1968: Uma sexta-feira sem happy-hour, pois ainda não terminou

Foto do Jornal do Brasil



E de repente já se passaram quarenta anos de 1968, o ano mais marcante do século passado. Palestras, entrevistas, livros, rodas-de-leituras, documentários, reportagens e resenhas têm sido feitos para discutir, relembrar ou tentar entender aqueles 365 dias em que o mundo quase pegou fogo. Muito tem se falado dos fatos marcantes daquele ano inesquecível. Mas existe um fato do qual poucos falam e que, no meu entender, mudou os rumos da história no Brasil.

Primeiro, devemos deixar o romantismo de lado. 1968 não foi só de Paz & Amor, hippies, Beatles e Rolling Stones. Foi de muita guerra, tumultos, assassinatos, conflitos, mortes e repressão.


Antes da tal sexta-feira, houve a quinta-feira, 20 de junho. Naquela tarde, centenas de estudantes haviam invadido a reitoria da Faculdade de Economia da UFRJ, na Praia Vermelha, e mantiveram os reitor em cárcere privado. A PM foi chamada. Nervosos, os estudantes combinaram que só libertariam o reitor, se a PM se comprometesse a não efetuar nenhuma prisão. E assim chegou-se a um acordo.

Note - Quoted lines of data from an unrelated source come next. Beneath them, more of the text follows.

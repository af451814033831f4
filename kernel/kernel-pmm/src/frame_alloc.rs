//! Reference-counted physical frame allocator.
//!
//! Serves single 4 KiB frames in O(1) and defers reclamation of shared
//! frames until their last owner releases them. See the crate docs for the
//! state machine; the short version:
//!
//! - [`allocate`](FrameAllocator::allocate) pops a free frame and makes it
//!   single-owner (count exactly 1).
//! - [`add_ref`](FrameAllocator::add_ref) registers one more owner, e.g. a
//!   second page-table mapping created for copy-on-write.
//! - [`free`](FrameAllocator::free) drops one owner; only the drop that
//!   reaches count zero actually returns the frame to the pool.
//!
//! In debug builds (or when explicitly enabled) freed and freshly allocated
//! frames are filled with distinct poison bytes, so a stale read of freed
//! memory looks different from a read of never-initialized fresh memory in
//! a hex dump.

use core::ptr;

use kernel_memory_addresses::{FRAME_SIZE, PhysicalAddress, PhysicalFrame};
use kernel_sync::SpinLock;

use crate::free_list::FreeStack;
use crate::layout::PhysMemoryLayout;
use crate::phys_mapper::PhysMapper;
use crate::refcount::RefCountTable;

/// Byte written over a frame's contents when it returns to the free pool.
pub const POISON_FREE: u8 = 0xDE;

/// Byte written over a frame's contents when it is handed out.
pub const POISON_ALLOC: u8 = 0xA5;

/// The free pool is exhausted.
///
/// The one recoverable failure in this crate: the caller decides whether to
/// fail the requesting operation, retry later, or trigger reclamation
/// elsewhere.
#[derive(Debug, Clone, Copy, PartialEq, Eq, thiserror::Error)]
#[error("out of physical frames")]
pub struct OutOfFrames;

/// Reference-counted allocator over the frames of a [`PhysMemoryLayout`].
///
/// All state is owned by this value; a kernel wanting a single global
/// instance wraps it in its once-init cell at a higher layer. The mapper
/// `M` is only used to reach frame contents for poison fills.
pub struct FrameAllocator<M> {
    layout: PhysMemoryLayout,
    counts: RefCountTable,
    free: SpinLock<FreeStack>,
    mapper: M,
    poison: bool,
}

impl<M: PhysMapper> FrameAllocator<M> {
    /// Build the allocator and release every usable frame into the pool.
    ///
    /// Poison fills follow the build profile: enabled in debug builds,
    /// disabled in release. Use [`with_poison`](Self::with_poison) to pick
    /// explicitly.
    pub fn new(layout: PhysMemoryLayout, mapper: M) -> Self {
        Self::with_poison(layout, mapper, cfg!(debug_assertions))
    }

    /// Like [`new`](Self::new), with poison fills forced on or off.
    ///
    /// Every count is seeded to 1 (the boot identity owns all of physical
    /// memory), then the usable range is released through the ordinary
    /// [`free`](Self::free) path, populating the free stack and driving
    /// the usable counts to 0 with no separate bootstrap logic. Frames
    /// below the kernel image are never released and stay reserved.
    pub fn with_poison(layout: PhysMemoryLayout, mapper: M, poison: bool) -> Self {
        let frames = layout.total_frames();
        let allocator = Self {
            layout,
            counts: RefCountTable::new(frames),
            free: SpinLock::new(FreeStack::new(frames)),
            mapper,
            poison,
        };
        allocator.free_range(layout.first_usable(), layout.phys_top());
        log::info!(
            "pmm: managing {} frames in [{} .. {})",
            layout.managed_frames(),
            layout.first_usable(),
            layout.phys_top()
        );
        allocator
    }

    /// Release every full frame in `[start, end)` into the pool.
    fn free_range(&self, start: PhysicalAddress, end: PhysicalAddress) {
        let mut pa = start.align_up_to_frame();
        while pa.as_u64() + FRAME_SIZE <= end.as_u64() {
            self.free(pa);
            pa += FRAME_SIZE;
        }
    }

    /// Hand out one frame as single-owner fresh memory.
    ///
    /// The returned address is frame-aligned and its reference count is
    /// exactly 1.
    ///
    /// # Errors
    /// [`OutOfFrames`] when the pool is empty.
    pub fn allocate(&self) -> Result<PhysicalAddress, OutOfFrames> {
        let frame = self.free.with_lock(FreeStack::pop).ok_or(OutOfFrames)?;

        // The popped frame is exclusively ours: count 0, off the stack,
        // mapped nowhere. The reset cannot race with anything.
        self.counts.reset_to_one(frame);

        let pa = PhysicalFrame::from_index(frame).base();
        if self.poison {
            // Outside the free-stack lock; a 4 KiB fill is far too long to
            // hold it for.
            unsafe { self.fill(pa, POISON_ALLOC) };
        }
        Ok(pa)
    }

    /// Drop one owner of the frame at `pa`; reclaim it if that was the last.
    ///
    /// # Panics
    /// If `pa` is not frame-aligned, lies below the first usable frame
    /// (inside the kernel image or boot-reserved memory), lies at or above
    /// the top of physical memory, or the frame's count is already zero
    /// (double free). Each of these means a corrupted caller, and
    /// continuing would corrupt the pool.
    pub fn free(&self, pa: PhysicalAddress) {
        assert!(pa.is_frame_aligned(), "pmm: free of unaligned address {pa}");
        assert!(
            pa >= self.layout.first_usable(),
            "pmm: free of reserved address {pa}"
        );
        assert!(
            pa < self.layout.phys_top(),
            "pmm: free of address {pa} beyond physical memory"
        );

        let frame = pa.frame_index();
        if !self.counts.decrement_and_check(frame) {
            // Other owners remain; the frame stays out of the pool.
            return;
        }

        if self.poison {
            // Fill before publishing to the stack, so a dangling reader sees
            // poison rather than its stale contents.
            unsafe { self.fill(pa, POISON_FREE) };
        }

        self.free.with_lock(|stack| stack.push(frame));
    }

    /// Register one more owner of the frame containing `pa` (sharing path,
    /// e.g. an additional page-table mapping to the same frame).
    ///
    /// # Panics
    /// If `pa` lies at or above the top of physical memory, or the frame's
    /// count would overflow.
    pub fn add_ref(&self, pa: PhysicalAddress) {
        assert!(
            pa < self.layout.phys_top(),
            "pmm: add_ref of address {pa} beyond physical memory"
        );
        self.counts.increment(pa.frame_index());
    }

    /// Current owner count of the frame containing `pa`.
    ///
    /// # Panics
    /// If `pa` lies at or above the top of physical memory.
    #[must_use]
    pub fn ref_count(&self, pa: PhysicalAddress) -> u32 {
        assert!(
            pa < self.layout.phys_top(),
            "pmm: ref_count of address {pa} beyond physical memory"
        );
        self.counts.get(pa.frame_index())
    }

    /// Number of frames currently in the free pool.
    #[must_use]
    pub fn free_frames(&self) -> usize {
        self.free.with_lock(|stack| stack.len())
    }

    /// Number of frames in the entire addressable range, reserved included.
    #[must_use]
    pub fn total_frames(&self) -> usize {
        self.counts.len()
    }

    /// The managed range this allocator was built over.
    #[must_use]
    pub const fn layout(&self) -> &PhysMemoryLayout {
        &self.layout
    }

    /// Overwrite the frame at `pa` with `pattern`.
    ///
    /// # Safety
    /// The caller must exclusively own the frame and the mapper must map it
    /// writable for [`FRAME_SIZE`] bytes.
    unsafe fn fill(&self, pa: PhysicalAddress, pattern: u8) {
        // Safety: forwarded to the caller; the mapper translation is valid
        // for the whole frame per the PhysMapper contract.
        unsafe {
            let frame = self.mapper.phys_to_ptr(pa);
            ptr::write_bytes(frame, pattern, FRAME_SIZE as usize);
        }
    }
}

Só que a polícia não cumpriu a promessa. Metade dos estudantes, incluindo as lideranças, conseguiram deixar o local, junto com o reitor. Mas a segunda metade, uns 400, foram impedidos pelos policiais fortemente armados. A maioria foi espancada e presa. Algumas dezenas deles sairam correndo, indo refugiar-se no campo do Botafogo, ali perto. Parte da imprensa foi atrás e registrou cenas chocantes, com os policiais militares espancando e humilhando estudantes desarmados e deitados no gramado. Os jornais do dia seguinte mostrariam fotos de PMs urinando em cima dos rapazes e enfiando cacetetes nos traseiros das moças.

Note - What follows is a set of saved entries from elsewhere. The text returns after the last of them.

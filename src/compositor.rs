//! Draws the miniature layout onto a [`Canvas`].
//!
//! ```text
//! ┌──────────────────────────────┐
//! │ ┌─────────────┐ ┌──────────┐ │  client rectangles, scaled by
//! │ │   master    │ │  slave   │ │  geometry::SCALE and inset by
//! │ │    [ico]    │ │  [ico]   │ │  rect_margin
//! │ └─────────────┘ └──────────┘ │
//! ├──────────────────────────────┤
//! │         vertical-left        │  text strip: font_size + 2 * font_margin
//! └──────────────────────────────┘
//! ```
//!
//! Drawing order is fixed: background, rectangles, icons, label.

use crate::canvas::{recomposite, Canvas};
use crate::config::{Color, OverlayConfig, Palette};
use crate::geometry::{scale, Point, Rect};
use crate::selector::{select_clients, Role};
use crate::traits::{Client, IconSource, Manager};
use ab_glyph::{point, Font, FontArc, FontRef, FontVec, GlyphId, PxScale, ScaleFont};
use log::{error, warn};
use std::path::{Path, PathBuf};

/// Label font compiled into the binary (DejaVu Sans, see `assets/`).
const BUNDLED_FONT: &[u8] = include_bytes!("../assets/DejaVuSans.ttf");

/// Upper bound for the font size and the margins, in canvas pixels.
pub const MAX_METRIC: u32 = 1024;

/// Errors from loading the label font.
#[derive(Debug, thiserror::Error)]
pub enum FontError {
    #[error("failed to read font {}: {source}", .path.display())]
    Read {
        path: PathBuf,
        #[source]
        source: std::io::Error,
    },
    #[error("invalid font data in {}", .0.display())]
    Invalid(PathBuf),
    #[error("bundled font is invalid")]
    Bundled,
}

/// Load the font at `path`, or the bundled font when no path is given.
pub fn load_font(path: Option<&Path>) -> Result<FontArc, FontError> {
    match path {
        Some(path) => read_font(path),
        None => bundled_font(),
    }
}

fn bundled_font() -> Result<FontArc, FontError> {
    FontRef::try_from_slice(BUNDLED_FONT)
        .map(FontArc::from)
        .map_err(|_| FontError::Bundled)
}

fn read_font(path: &Path) -> Result<FontArc, FontError> {
    let bytes = std::fs::read(path).map_err(|source| FontError::Read {
        path: path.to_path_buf(),
        source,
    })?;
    FontVec::try_from_vec(bytes)
        .map(FontArc::from)
        .map_err(|_| FontError::Invalid(path.to_path_buf()))
}

/// The configured font, or the bundled one if it cannot be used.
fn label_font(path: Option<&Path>) -> Option<FontArc> {
    if let Some(path) = path {
        match read_font(path) {
            Ok(font) => return Some(font),
            Err(e) => warn!("{}, using the bundled font", e),
        }
    }
    match bundled_font() {
        Ok(font) => Some(font),
        Err(e) => {
            error!("{}", e);
            None
        }
    }
}

fn clamp_metric(name: &str, value: u32) -> u32 {
    if value > MAX_METRIC {
        warn!("{} {} is too large, using {}", name, value, MAX_METRIC);
        MAX_METRIC
    } else {
        value
    }
}

/// Horizontal advance of `text` at `size` pixels, including kerning.
pub fn text_width<F: Font>(font: &F, size: f32, text: &str) -> f32 {
    let scaled = font.as_scaled(PxScale::from(size));
    let mut width = 0.0;
    let mut previous: Option<GlyphId> = None;
    for ch in text.chars() {
        let id = scaled.glyph_id(ch);
        if let Some(previous) = previous {
            width += scaled.kern(previous, id);
        }
        width += scaled.h_advance(id);
        previous = Some(id);
    }
    width
}

/// Composites layout overlays with fixed margins and colors.
#[derive(Debug, Clone)]
pub struct Compositor {
    font_size: u32,
    font_margin: u32,
    rect_margin: u32,
    font: Option<FontArc>,
    palette: Palette,
}

impl Compositor {
    pub fn new(config: &OverlayConfig, palette: Palette) -> Self {
        Self {
            font_size: clamp_metric("font_size", config.font_size),
            font_margin: clamp_metric("font_margin", config.font_margin),
            rect_margin: clamp_metric("rect_margin", config.rect_margin),
            font: label_font(config.font_path.as_deref()),
            palette,
        }
    }

    fn text_strip_height(&self) -> u32 {
        self.font_size + 2 * self.font_margin
    }

    /// Canvas size for `desktop`: the scaled desktop plus the rectangle
    /// margin, plus the text strip below it.
    pub fn canvas_size(&self, desktop: Rect) -> (u32, u32) {
        let (_, _, width, height) = scale(desktop.x, desktop.y, desktop.width, desktop.height);
        (
            (width.max(0) as u32).saturating_add(self.rect_margin),
            (height.max(0) as u32)
                .saturating_add(self.text_strip_height())
                .saturating_add(self.rect_margin),
        )
    }

    /// An empty canvas for `desktop`, filled with the background color.
    pub fn new_canvas(&self, desktop: Rect) -> Canvas {
        let (width, height) = self.canvas_size(desktop);
        Canvas::new(width, height, self.palette.background)
    }

    fn role_color(&self, role: Role) -> Color {
        match role {
            Role::Master => self.palette.client_master,
            Role::Slave => self.palette.client_slave,
        }
    }

    /// Draw one rectangle per selected client, with its icon if one exists.
    ///
    /// Without any client, a single slave-colored rectangle covers the whole
    /// scaled desktop.
    pub fn draw_clients<M, I>(
        &self,
        canvas: &mut Canvas,
        manager: &M,
        layout: &str,
        desktop: Rect,
        icons: &I,
    ) where
        M: Manager,
        I: IconSource + ?Sized,
    {
        let margin = self.rect_margin as i32;
        let selected = select_clients(manager, layout);

        if selected.is_empty() {
            let (x, y, width, height) = scale(0, 0, desktop.width, desktop.height);
            let color = self.role_color(Role::Slave);
            canvas.fill_rect(x + margin, y + margin, x + width, y + height, color);
            return;
        }

        for (client, role) in selected {
            let r = client.outer_geometry().relative_to(desktop.origin()).scaled();
            let color = self.role_color(role);
            canvas.fill_rect(r.x + margin, r.y + margin, r.x + r.width, r.y + r.height, color);

            let icon_size = r.width.min(r.height) / 2;
            if icon_size <= 0 {
                continue;
            }
            let size = icon_size as u32;
            if let Some(icon) = icons.find_icon(client.window_id(), size, size) {
                let icon = recomposite(&icon, color);
                let x0 = r.x + margin / 2 + r.width / 2 - icon_size / 2;
                let y0 = r.y + margin / 2 + r.height / 2 - icon_size / 2;
                canvas.blit(x0, y0, r.x + r.width, r.y + r.height, &icon);
            }
        }
    }

    /// Top-left corner of a label `text_width` pixels wide: centered
    /// horizontally, one font margin below the top of the text strip.
    pub fn label_origin(&self, canvas: &Canvas, text_width: i32) -> Point {
        let strip_top = canvas.height() as i32 - self.text_strip_height() as i32;
        Point {
            x: canvas.width() as i32 / 2 - text_width / 2,
            y: strip_top + self.font_margin as i32,
        }
    }

    /// Draw `text` centered in the text strip.
    pub fn draw_label(&self, canvas: &mut Canvas, text: &str) {
        if let Some(font) = &self.font {
            self.draw_text(canvas, font, text);
        }
    }

    fn draw_text<F: Font>(&self, canvas: &mut Canvas, font: &F, text: &str) {
        let size = self.font_size as f32;
        let scale = PxScale::from(size);
        let scaled = font.as_scaled(scale);
        let width = text_width(font, size, text).round() as i32;
        let origin = self.label_origin(canvas, width);
        let color = self.palette.text;

        let mut caret = point(origin.x as f32, origin.y as f32 + scaled.ascent());
        let mut previous: Option<GlyphId> = None;
        for ch in text.chars() {
            let id = scaled.glyph_id(ch);
            if let Some(previous) = previous {
                caret.x += scaled.kern(previous, id);
            }
            let glyph = id.with_scale_and_position(scale, caret);
            caret.x += scaled.h_advance(id);
            previous = Some(id);

            if let Some(outlined) = scaled.outline_glyph(glyph) {
                let bounds = outlined.px_bounds();
                outlined.draw(|x, y, coverage| {
                    canvas.blend_pixel(
                        bounds.min.x as i32 + x as i32,
                        bounds.min.y as i32 + y as i32,
                        color,
                        coverage,
                    );
                });
            }
        }
    }

    /// Full pipeline on a fresh canvas: background, clients, label.
    pub fn render<M, I>(&self, manager: &M, layout: &str, desktop: Rect, icons: &I) -> Canvas
    where
        M: Manager,
        I: IconSource + ?Sized,
    {
        let mut canvas = self.new_canvas(desktop);
        self.draw_clients(&mut canvas, manager, layout, desktop, icons);
        self.draw_label(&mut canvas, layout);
        canvas
    }
}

Já era sexta-feira e a cidade pegou fogo.


Imediatamente as lideranças estudantis marcaram uma grande manifestação no Centro. Aparentemente seria mais uma das muitas que já haviam ocorrido naquele ano. Mas não foi.


Eu tinha oito anos na época e gostava de assistir nos jornais as cenas dos confrontos entre estudantes e a polícia. Eu ainda não entendia muito bem o que estava acontecendo no país e achava graça daquela correria toda. Por isso, quando soube que haveria manisfestação naquela tarde, voltei do colégio excitado, só para ver os flashes do que estava acontecendo lá no Centro.


A manifestação começou lá pelo meio-dia e logo percebeu-se que havia algo novo no ar, pois, pela primeira vez, a população em massa estava apoiando os estudantes, indignada com o que havia lido nos jornais. Os trabalhadores pararam de trabalhar, as pessoas nas calçadas ou nas janelas dos escritórios aplaudiam a massa estudantil. Contrariada, a polícia decidiu reagir à altura e, pela primeira vez, abriu fogo contra os manifestantes. Ainda mais indignada, a população juntou-se aos estudantes. Cenas inusitadas passaram a ser vistas, com homens de terno e gravata jogando pedras nos policiais, contínuos armando barricadas na Rio Branco e secretárias atirando do alto dos prédios grampeadores, pesos de papel, cinzeiros e até calculadoras e máquinas de escrever. A PM reagiu com mais balas e bombas de gás lacrimogênio.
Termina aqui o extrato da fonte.